L’analista sente di essere manipolato come se stesse RECITANDO UNA PARTE, non importa quanto difficile a riconoscersi, NELLA FANTASIA DI QUALCUN ALTRO; oppure che la reciterebbe se non fosse per quello che nei miei ricordi posso solo indicare come una temporanea PERDITA DI INSIGHT, cioè la sensazione di provare forti sentimenti e allo stesso tempo la convinzione che la loro esistenza è perfettamente giustificata dalla situazione obiettiva e che non è necessario ricorrere a recondite spiegazioni per capirne l’origine. [...] Ritengo che il primo requisito dell’analista sia l’abilità di scuotersi di dosso l’opprimente senso di realtà che si accompagna a questo stato.”

W. Bion

Rosenfeld, 1973

1. Identificazione proiettiva a scopi difensivi (liberare il sé di parti non volute)

a. L’intrusione onnipotente che conduce alla fusione o alla confusione con l’oggetto

b. La fantasia concreta di vivere passivamente dentro all’oggetto (parassitismo)

c. La credenza in un’unità e identità di sentimenti con l’oggetto (simbiosi)

d. L’espulsione della tensione da parte di chi è stato traumatizzato, da bambino, da intrusioni violente.

2. L’identificazione proiettiva a scopi comunicativi

a.

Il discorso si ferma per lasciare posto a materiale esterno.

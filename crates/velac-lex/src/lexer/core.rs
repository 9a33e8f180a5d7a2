//! Core lexer implementation.
//!
//! This module contains the main `Lexer` struct, the token dispatch loop,
//! and the span bookkeeping that maps embedded re-parses back to original
//! source coordinates.

use velac_util::diagnostic::{DiagnosticBuilder, DiagnosticCode, E_LEX_UNEXPECTED_CHAR};
use velac_util::{FileId, Handler, Span};

use crate::cursor::Cursor;
use crate::token::{Token, TokenWithSpan};

/// Lexer for Vela expression source.
///
/// The lexer transforms source text into a stream of tokens. Two kinds of
/// callers construct one:
///
/// - the surrounding grammar, over a file's source ([`Lexer::new`]);
/// - the string-literal parser, over a scratch buffer holding one embedded
///   f-string expression ([`Lexer::embedded`]). In that case the scratch
///   coordinates are shifted as tokens are produced, so every downstream
///   span and diagnostic already points into the original file.
pub struct Lexer<'a> {
    /// Character cursor for source traversal.
    pub(crate) cursor: Cursor<'a>,

    /// Diagnostic handler for error reporting.
    handler: &'a Handler,

    /// Starting position of the current token (byte offset).
    token_start: usize,

    /// Line number where the current token starts (1-based).
    token_start_line: u32,

    /// Column number where the current token starts (1-based).
    token_start_column: u32,

    /// Added to every line number (embedded re-parse only).
    line_offset: u32,

    /// Added to column numbers on the first physical line (embedded only).
    col_shift: u32,

    /// Added to every byte offset (embedded only).
    byte_base: usize,

    /// File the spans belong to.
    file_id: FileId,
}

impl<'a> Lexer<'a> {
    /// Creates a new lexer over file source.
    pub fn new(source: &'a str, handler: &'a Handler) -> Self {
        Self {
            cursor: Cursor::new(source),
            handler,
            token_start: 0,
            token_start_line: 1,
            token_start_column: 1,
            line_offset: 0,
            col_shift: 0,
            byte_base: 0,
            file_id: FileId::DUMMY,
        }
    }

    /// Creates a lexer over a scratch buffer holding an embedded f-string
    /// expression.
    ///
    /// `line_offset` is added to every reported line, `col_shift` to columns
    /// on the scratch buffer's first line, and `byte_base` to byte offsets,
    /// so that errors from the inner parse land on the original source.
    pub fn embedded(
        source: &'a str,
        handler: &'a Handler,
        line_offset: u32,
        col_shift: u32,
        byte_base: usize,
        file_id: FileId,
    ) -> Self {
        Self {
            cursor: Cursor::new(source),
            handler,
            token_start: 0,
            token_start_line: 1,
            token_start_column: 1,
            line_offset,
            col_shift,
            byte_base,
            file_id,
        }
    }

    /// Lex the whole input, always ending with an `Eof` token.
    pub fn tokenize(mut self) -> Vec<TokenWithSpan> {
        let mut tokens = Vec::new();
        loop {
            let tok = self.next_token_spanned();
            let done = tok.token == Token::Eof;
            tokens.push(tok);
            if done {
                break;
            }
        }
        tokens
    }

    /// Returns the next token paired with its (already shifted) span.
    pub fn next_token_spanned(&mut self) -> TokenWithSpan {
        let token = self.next_token();
        TokenWithSpan::new(token, self.token_span())
    }

    /// Returns the next token from the source code.
    ///
    /// Skips whitespace and comments, then dispatches on the current
    /// character.
    pub fn next_token(&mut self) -> Token {
        self.skip_trivia();

        self.token_start = self.cursor.position();
        self.token_start_line = self.cursor.line();
        self.token_start_column = self.cursor.column();

        if self.cursor.is_at_end() {
            return Token::Eof;
        }

        match self.cursor.current_char() {
            '(' => {
                self.cursor.advance();
                Token::LParen
            }
            ')' => {
                self.cursor.advance();
                Token::RParen
            }
            '[' => {
                self.cursor.advance();
                Token::LBracket
            }
            ']' => {
                self.cursor.advance();
                Token::RBracket
            }
            '{' => {
                self.cursor.advance();
                Token::LBrace
            }
            '}' => {
                self.cursor.advance();
                Token::RBrace
            }
            ',' => {
                self.cursor.advance();
                Token::Comma
            }
            ':' => {
                self.cursor.advance();
                Token::Colon
            }
            '.' => {
                if self.cursor.peek_char(1).is_ascii_digit() {
                    self.lex_number()
                } else {
                    self.cursor.advance();
                    Token::Dot
                }
            }
            '+' => {
                self.cursor.advance();
                Token::Plus
            }
            '-' => {
                self.cursor.advance();
                Token::Minus
            }
            '*' => self.lex_star(),
            '/' => self.lex_slash(),
            '%' => {
                self.cursor.advance();
                Token::Percent
            }
            '=' => self.lex_equals(),
            '!' => self.lex_bang(),
            '<' => self.lex_less(),
            '>' => self.lex_greater(),
            '&' => {
                self.cursor.advance();
                Token::Amp
            }
            '|' => {
                self.cursor.advance();
                Token::Pipe
            }
            '^' => {
                self.cursor.advance();
                Token::Caret
            }
            '~' => {
                self.cursor.advance();
                Token::Tilde
            }
            '"' | '\'' => self.lex_string(0),
            c if crate::unicode::is_ident_start(c) => {
                if let Some(prefix_len) = self.string_prefix_len() {
                    self.lex_string(prefix_len)
                } else {
                    self.lex_identifier()
                }
            }
            c if c.is_ascii_digit() => self.lex_number(),
            c => {
                self.report_error(
                    E_LEX_UNEXPECTED_CHAR,
                    format!("unexpected character '{}'", c),
                );
                self.cursor.advance();
                Token::Invalid(c)
            }
        }
    }

    /// The span of the token currently being lexed, shifted into original
    /// source coordinates.
    pub(crate) fn token_span(&self) -> Span {
        Span {
            start: self.token_start + self.byte_base,
            end: self.cursor.position() + self.byte_base,
            line: self.shift_line(self.token_start_line),
            column: self.shift_column(self.token_start_line, self.token_start_column),
            end_line: self.shift_line(self.cursor.line()),
            end_column: self.shift_column(self.cursor.line(), self.cursor.column()),
            file_id: self.file_id,
        }
    }

    #[inline]
    fn shift_line(&self, line: u32) -> u32 {
        line + self.line_offset
    }

    #[inline]
    fn shift_column(&self, line: u32, column: u32) -> u32 {
        if line == 1 {
            column + self.col_shift
        } else {
            column
        }
    }

    /// Reports a lexical error at the current token position.
    pub(crate) fn report_error(&mut self, code: DiagnosticCode, message: String) {
        DiagnosticBuilder::error(message)
            .code(code)
            .span(self.token_span())
            .emit(self.handler);
    }
}

impl<'a> Iterator for Lexer<'a> {
    type Item = Token;

    fn next(&mut self) -> Option<Self::Item> {
        let token = self.next_token();
        if token == Token::Eof {
            None
        } else {
            Some(token)
        }
    }
}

Metodo per entrare in contatto con un oggetto che si ritiene distante

b. L’inversione della relazione bambino-genitore

c. L’identificazione con elementi simili presenti nell’oggetto a fini narcisistici

3. L’identificazione proiettiva mirante a riconoscere gli oggetti e a identificarsi con essi (empatia)

L’identificazione proiettiva sottosta a processi di fantasia sempre attivi nella costruzione dell’identità del Sé e degli oggetti. Pertanto la dislocazione del Sé comporta anche:

1. La scissione dà la sensazione di essere frammentati.

2. L’esperienza di un Io svuotato e indebolito porta a lamentare di non avere sentimenti, né impulsi e un senso di futilità.

3. La perdita subita dall’Io può essere sperimentata come la sensazione di non essere affatto una persona (depersonalizzazione).

4. L’identificazione con l’oggetto porta ad una confusione con qualcun altro.

5. L’Io può avere la sensazione che parti di sé siano state rimosse a forza, imprigionate e controllate (claustrofobia).

6. Un risultato dell’identificazione proiettiva può essere un’adesione o un aggrappamento particolarmente tenace all’oggetto in cui sono collocate parti del Sé.

7. Come conseguenza dell’intrusione e del controllo, insorgono intense angosce di aver danneggiato l’oggetto.

8. Possono pure verificarsi gravi angosce collegate alla paura che l’oggetto operi una ritorsione in seguito alla violenta intrusione subita.

9. Nell’identificazione proiettiva patologica, il destino dell’oggetto è il destino del Sé perduto che può quindi essere sentito come sempre più lontano, estraneo e persecutorio.